The Lessons of Friendship

I.Action Items for Managers

Onboard with an eye toward friendship.

Rather than viewing onboarding simply as a tool for getting new hires up to speed, think of it as an opportunity for sparking employee friendships. Consider starting before your new hires arrive, assigning one or two of their colleagues to reach out and give them a head start. Introduce new employees by describing their interests-not just their CV-so that they have something to bond over when meeting with coworkers. And look for collaborative assignments right at the start, so that they can continue to forge connections as part of a team Remember, you’re the host. If you want people staying late at your party, you need to give them a reason to stick around.

Empower your team to find mutual passions.

Instead of organizing social gatherings that may or may not be engaging encourage your employees to take the lead by offering to fund activities that appeal to at least five team members. Friendships don’t take when managers force employees into awkward social activities-not to mention the fact that you’re too busy to play camp counselor. Far better to show your interest in helping employees pursue their passions by asking them to identify fun events they’d like to engage in, Even better: Allow them to bring their significant others along. Encouraging employees to involve spouses in workplace-sponsored events is another way of fostering connections, simultaneously promoting healthier marriages and growing the bond between coworkers’ families.

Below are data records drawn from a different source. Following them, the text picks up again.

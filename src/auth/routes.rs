use rocket::http::Status;
use rocket::response::status;
use rocket::serde::json::Json;
use rocket::{State, post};
use rocket_okapi::okapi::schemars::JsonSchema;
use rocket_okapi::openapi;

use crate::auth::responses::{
    CredentialsRequest, RefreshRequest, TokenPairResponse, ValidateRequest, ValidateResponse,
};
use crate::auth::{AuthError, AuthService, ErrorKind};

type AuthRouteResult<T> = Result<Json<T>, status::Custom<Json<AuthErrorResponse>>>;

#[derive(Debug, serde::Serialize, serde::Deserialize, JsonSchema)]
pub struct AuthErrorResponse {
    pub status: u16,
    pub message: String,
}

#[openapi(tag = "Auth")]
#[post("/auth/register", data = "<payload>")]
pub async fn register(
    service: &State<AuthService>,
    payload: Json<CredentialsRequest>,
) -> AuthRouteResult<TokenPairResponse> {
    let request = normalize(payload.into_inner())?;

    service
        .register(&request.login, &request.password, &request.device_id)
        .await
        .map(|pair| Json(pair.into()))
        .map_err(respond_error)
}

#[openapi(tag = "Auth")]
#[post("/auth/login", data = "<payload>")]
pub async fn login(
    service: &State<AuthService>,
    payload: Json<CredentialsRequest>,
) -> AuthRouteResult<TokenPairResponse> {
    let request = normalize(payload.into_inner())?;

    service
        .login(&request.login, &request.password, &request.device_id)
        .await
        .map(|pair| Json(pair.into()))
        .map_err(respond_error)
}

#[openapi(tag = "Auth")]
#[post("/auth/validate", data = "<payload>")]
pub async fn validate(
    service: &State<AuthService>,
    payload: Json<ValidateRequest>,
) -> Json<ValidateResponse> {
    let status = service.validate(payload.access_token.trim());

    Json(ValidateResponse {
        valid: status.is_valid(),
        error: status.rejection().map(|rejection| rejection.to_string()),
    })
}

#[openapi(tag = "Auth")]
#[post("/auth/refresh", data = "<payload>")]
pub async fn refresh(
    service: &State<AuthService>,
    payload: Json<RefreshRequest>,
) -> AuthRouteResult<TokenPairResponse> {
    let token = payload.refresh_token.trim();
    if token.is_empty() {
        return Err(respond_message(Status::BadRequest, "refresh_token is required"));
    }

    service
        .refresh(token)
        .await
        .map(|pair| Json(pair.into()))
        .map_err(respond_error)
}

/// Trims identifiers and rejects empty fields. Passwords are taken verbatim.
fn normalize(
    request: CredentialsRequest,
) -> Result<CredentialsRequest, status::Custom<Json<AuthErrorResponse>>> {
    let login = request.login.trim().to_string();
    let device_id = request.device_id.trim().to_string();

    if login.is_empty() || request.password.is_empty() || device_id.is_empty() {
        return Err(respond_message(
            Status::BadRequest,
            "login, password and device_id are required",
        ));
    }

    Ok(CredentialsRequest {
        login,
        password: request.password,
        device_id,
    })
}

fn respond_error(err: AuthError) -> status::Custom<Json<AuthErrorResponse>> {
    match err.kind() {
        ErrorKind::Internal => log::error!("auth request failed: {err}"),
        ErrorKind::Transient => log::warn!("auth request hit a backend failure: {err}"),
        _ => log::debug!("auth request rejected: {err}"),
    }
    respond_message(err.status(), &err.public_message())
}

fn respond_message(status: Status, message: &str) -> status::Custom<Json<AuthErrorResponse>> {
    status::Custom(
        status,
        Json(AuthErrorResponse {
            status: status.code,
            message: message.to_string(),
        }),
    )
}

Simplify caring. Employees grow closer when their colleagues are there to celebrate milestones and provide support in times of difficulty. Great workplaces make it easy for teammates to magnify positive events and empower them to get creative and customize their approach to each fellow employee. Here’s one example: sending automated team reminders before each colleague’s birthday and offering a modest twenty-dollar celebration budget. You might see some birthdays celebrated with a traditional cake, Hawaii- themed office decorations, or the hiring of an amateur opera singer off of Craigslist. Sound ridiculous? That’s the point. Helping employees show that they get one another makes them significantly more likely to bond.

The Lessons of Friendship

II. Action Items for Emerging Leaders

All business all the time makes you a weaker employee

We’re more effective at working with our teammates when we’re connecting on a personal level. Workplace friendships don’t happen when you’re buried in a spreadsheet. They emerge in the spaces between work, before and after a team meeting-when you and I accidentally discover that we both love jogging and happen to own the same car. Make time for chance connections. Chatting with the new guy in sales may not feel productive in the moment, but it may turn out to be the most valuable thing you do all day.

If you are struggling with a colleague, find a superordinate goal.

Often in the workplace, we get locked into our own objectives and see others as a barrier. It’s what contributes to the development of turf wars. If you’re dealing with a collaborator who seems to view you as competition, look for areas of common struggle, where you need one another. It’s easier to connect with someone when it’s clear you’re both on the same side and neither one of you can succeed alone.

Recognize that gossip is the fast food of social connection.

Gossip creates intimacy in the short term. But beware: It also weakens your standing in a group. Research shows that despite the immediate enjoyment people get from listening to gossip, frequent gossipers are viewed as less trustworthy, less powerful, and less likable. There’s a Turkish proverb that says, “He who gossips to you, will gossip of you,” and it appears that on some level, people implicitly believe that to be the case. If gossip is your primary means of connecting. It may be time you reconsidered your approach. It might feel like you’re bonding with others, but the damage you’re doing to your reputation makes it harder for your coworkers to view you as a friend.